EXHIBIT 10.17
AMENDMENT No. 1
TO LICENSE AND TECHNICAL CO-OPERATION AGREEMENT
FOR ATM TECHNOLOGY
THIS AMENDMENT No. 1 is made on September 19, 1994 ("Effective Date") by and
between the following parties (hereinafter "the Parties"):
(1) ING. C. OLIVETTI & C., S.p.A., whose registered office is at Xxx Xxxxxx 00,
00000 Xxxxx, Xxxxx ("Olivetti"), acting together with its controlled
company OLIVETTI RESEARCH LIMITED, whose registered office is at 00X
Xxxxxxxxxxx Xxxxxx, Xxxxxxxxx XX0 0XX, Xxxxxxx ("ORL"), and
(2) ADVANCED TELECOMMUNICATIONS MODULES LIMITED whose registered office is at
Xxxxx Xxxxxxxx Xxxxx, 0 Xxxxx Xxxxxxxx, Xxxxxxxxxx Road, Cambridge, CB3
("the Company").
RECITALS
WHEREAS, the Parties entered into a License and Technical Co-operation Agreement
for ATM Technology dated December 3, 1993 (the "ATM License Agreement");
AND WHEREAS, the Parties wish to amend the ATM License Agreement;
NOW, in consideration of the premises and the mutual covenants contained herein,
the Parties agree to amend the ATM License Agreement as follows:
1. Section 2.1 of the ATM License Agreement is hereby amended to read as
follows:
"In consideration of the rights granted to Olivetti by Company pursuant to
the Subscription Agreement and Section 3.2 and of other consideration the
receipt of which is hereby acknowledged, Olivetti hereby grants to the
Company an exclusive, worldwide license to use, make, have made, sell,
lease and otherwise exploit without limitation (including the grant of sub-
licenses) and without limit in time any hardware and/or software product
based upon the Licensed Technology and the Licensed IPRs."

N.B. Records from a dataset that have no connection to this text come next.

//! Cross-process single-leader lease (§4.5).
//!
//! Only the leader runs the Ingestion Engine and the Metrics Sampler; every
//! instance runs the read façade. The lease is never explicitly deleted on
//! shutdown — its TTL alone bounds how long a crashed leader's lock persists
//! before another instance can take over.

use super::kv::KvStore;
use std::sync::Arc;
use std::time::Duration;
use tokio_util::sync::CancellationToken;
use tracing::{info, warn};
use uuid_like::process_token;

const LOCK_KEY: &str = "lock";

/// Handle to a held lease. Dropping or cancelling the token stops the
/// background renewer; it does not release the key in the store.
pub struct LockHandle {
    renewer: tokio::task::JoinHandle<()>,
    cancel: CancellationToken,
}

impl LockHandle {
    pub fn stop_renewing(&self) {
        self.cancel.cancel();
    }
}

impl Drop for LockHandle {
    fn drop(&mut self) {
        self.cancel.cancel();
        self.renewer.abort();
    }
}

/// Block until the lock is acquired, retrying on the given backoff schedule
/// (same semantics as the Supervisor's), then start a background renewer
/// that re-sets the TTL at `ttl / 2`. Returns once acquired; the renewer
/// keeps running until `cancel` fires or the handle is dropped.
#[tracing::instrument(skip(store, retry_schedule, cancel))]
pub async fn acquire_and_keep(
    store: Arc<dyn KvStore>,
    ttl: Duration,
    retry_schedule: &[u64],
    cancel: CancellationToken,
) -> LockHandle {
    let token = process_token();
    let mut consecutive_failures: usize = 0;

    loop {
        if cancel.is_cancelled() {
            break;
        }
        match store.set_nx_ttl(LOCK_KEY, &token, ttl).await {
            Ok(true) => {
                info!("acquired leader lock");
                break;
            }
            Ok(false) => {}
            Err(e) => warn!(error = %e, "lock acquisition attempt failed"),
        }

        let index = consecutive_failures.min(retry_schedule.len().saturating_sub(1));
        let delay = Duration::from_secs(*retry_schedule.get(index).unwrap_or(&1));
        consecutive_failures += 1;

        tokio::select! {
            _ = tokio::time::sleep(delay) => {}
            _ = cancel.cancelled() => break,
        }
    }

    let renewer_cancel = cancel.clone();
    let renewer_store = store.clone();
    let renew_interval = ttl / 2;
    let renewer = tokio::spawn(async move {
        loop {
            tokio::select! {
                _ = tokio::time::sleep(renew_interval) => {
                    if let Err(e) = renewer_store.set_with_ttl(LOCK_KEY, &token, ttl).await {
                        warn!(error = %e, "lock renewal failed");
                    }
                }
                _ = renewer_cancel.cancelled() => break,
            }
        }
    });

    LockHandle { renewer, cancel }
}

/// A process-unique token, distinct enough to tell two leaders apart in
/// logs without pulling in a dedicated UUID dependency for one call site.
mod uuid_like {
    use rand::Rng;

    pub fn process_token() -> String {
        let mut rng = rand::thread_rng();
        let bytes: [u8; 16] = rng.gen();
        hex::encode(bytes)
    }
}

#[cfg(test)]
mod tests {
    use super::*;
    use crate::coordination::kv::InMemoryKvStore;

    #[tokio::test]
    async fn acquires_immediately_when_key_is_free() {
        let store: Arc<dyn KvStore> = Arc::new(InMemoryKvStore::new());
        let cancel = CancellationToken::new();
        let handle = acquire_and_keep(store.clone(), Duration::from_secs(10), &[1], cancel.clone()).await;
        assert!(store.get("lock").await.unwrap().is_some());
        handle.stop_renewing();
    }

    #[tokio::test]
    async fn renewer_refreshes_ttl_before_it_would_expire() {
        let store: Arc<dyn KvStore> = Arc::new(InMemoryKvStore::new());
        let cancel = CancellationToken::new();
        let handle = acquire_and_keep(
            store.clone(),
            Duration::from_millis(60),
            &[1],
            cancel.clone(),
        )
        .await;
        tokio::time::sleep(Duration::from_millis(100)).await;
        assert!(store.get("lock").await.unwrap().is_some());
        handle.stop_renewing();
    }

    #[tokio::test]
    async fn cancellation_during_acquisition_returns_promptly() {
        let store: Arc<dyn KvStore> = Arc::new(InMemoryKvStore::new());
        store
            .set_with_ttl("lock", "someone-else", Duration::from_secs(60))
            .await
            .unwrap();
        let cancel = CancellationToken::new();
        let cancel_clone = cancel.clone();
        tokio::spawn(async move {
            tokio::time::sleep(Duration::from_millis(10)).await;
            cancel_clone.cancel();
        });
        let started = tokio::time::Instant::now();
        let handle = acquire_and_keep(store, Duration::from_secs(10), &[30], cancel).await;
        assert!(started.elapsed() < Duration::from_secs(1));
        handle.stop_renewing();
    }
}
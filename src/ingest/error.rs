//! Errors escaping the ingestion pipeline. Per §7, none of these are
//! recovered locally — they all propagate to the enclosing supervisor.

use crate::coordination::kv::KvError;
use crate::search::gateway::SearchError;
use crate::signing::SigningError;

#[derive(Debug, thiserror::Error)]
pub enum IngestError {
    #[error("search backend error: {0}")]
    Search(#[from] SearchError),

    #[error("feed returned {status}: {body}")]
    Feed { status: u16, body: String },

    #[error("request signing failed: {0}")]
    Signing(#[from] SigningError),

    #[error("transport error fetching feed page: {0}")]
    Transport(#[from] reqwest::Error),

    #[error("kv store error: {0}")]
    Kv(#[from] KvError),

    #[error("feed page was not valid JSON: {0}")]
    InvalidJson(#[from] serde_json::Error),
}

2. Section 2.3 of the ATM License Agreement is hereby amended to read as
follows:
"Olivetti intends to fulfill its own and its Subsidiaries' requirement for
products and equipment based on the Licensed Technology and Licensed IPRs
by placing procurement orders on the Company. However, notwithstanding
Section 2.1 above, in the event that the Company for any reason does not
fulfill the reasonable requirements of Olivetti and Olivetti's Affiliates
for any specific product or equipment in accordance with Olivetti's
specifications, quality, delivery time and other material terms and
conditions and is not
competitive with any other external source available to Olivetti for such
product or equipment after having been given a reasonable opportunity to
meet such specifications, quality, delivery time and other material terms,
Olivetti and its Affiliates shall then, and only then, retain the right to
make, have made, use, sell, lease and otherwise exploit such specific
products or equipment based upon the Licensed Technology and the Licensed
IPRs."
3. The following new Section 2.4 is added in the ATM License Agreement:
"In the event of a dispute between Olivetti and the Company regarding
Olivetti's exercise of its rights under clause 2.3 above, then such dispute
shall, at the request of either party, be referred to a panel of three
experts, one of which appointed by each party and the third of which
appointed by mutual agreement by the first two or, in the absence of an
agreement, by the President for the time being of the Institute of
Chartered Accountants in England and Wales. The experts shall act as
experts and not as arbitrators, shall decide by majority and their decision
shall be final and unappealable. The parties shall provide the experts with
copies of the relevant documents and the cost of the experts shall be borne
by the party against which the experts decide."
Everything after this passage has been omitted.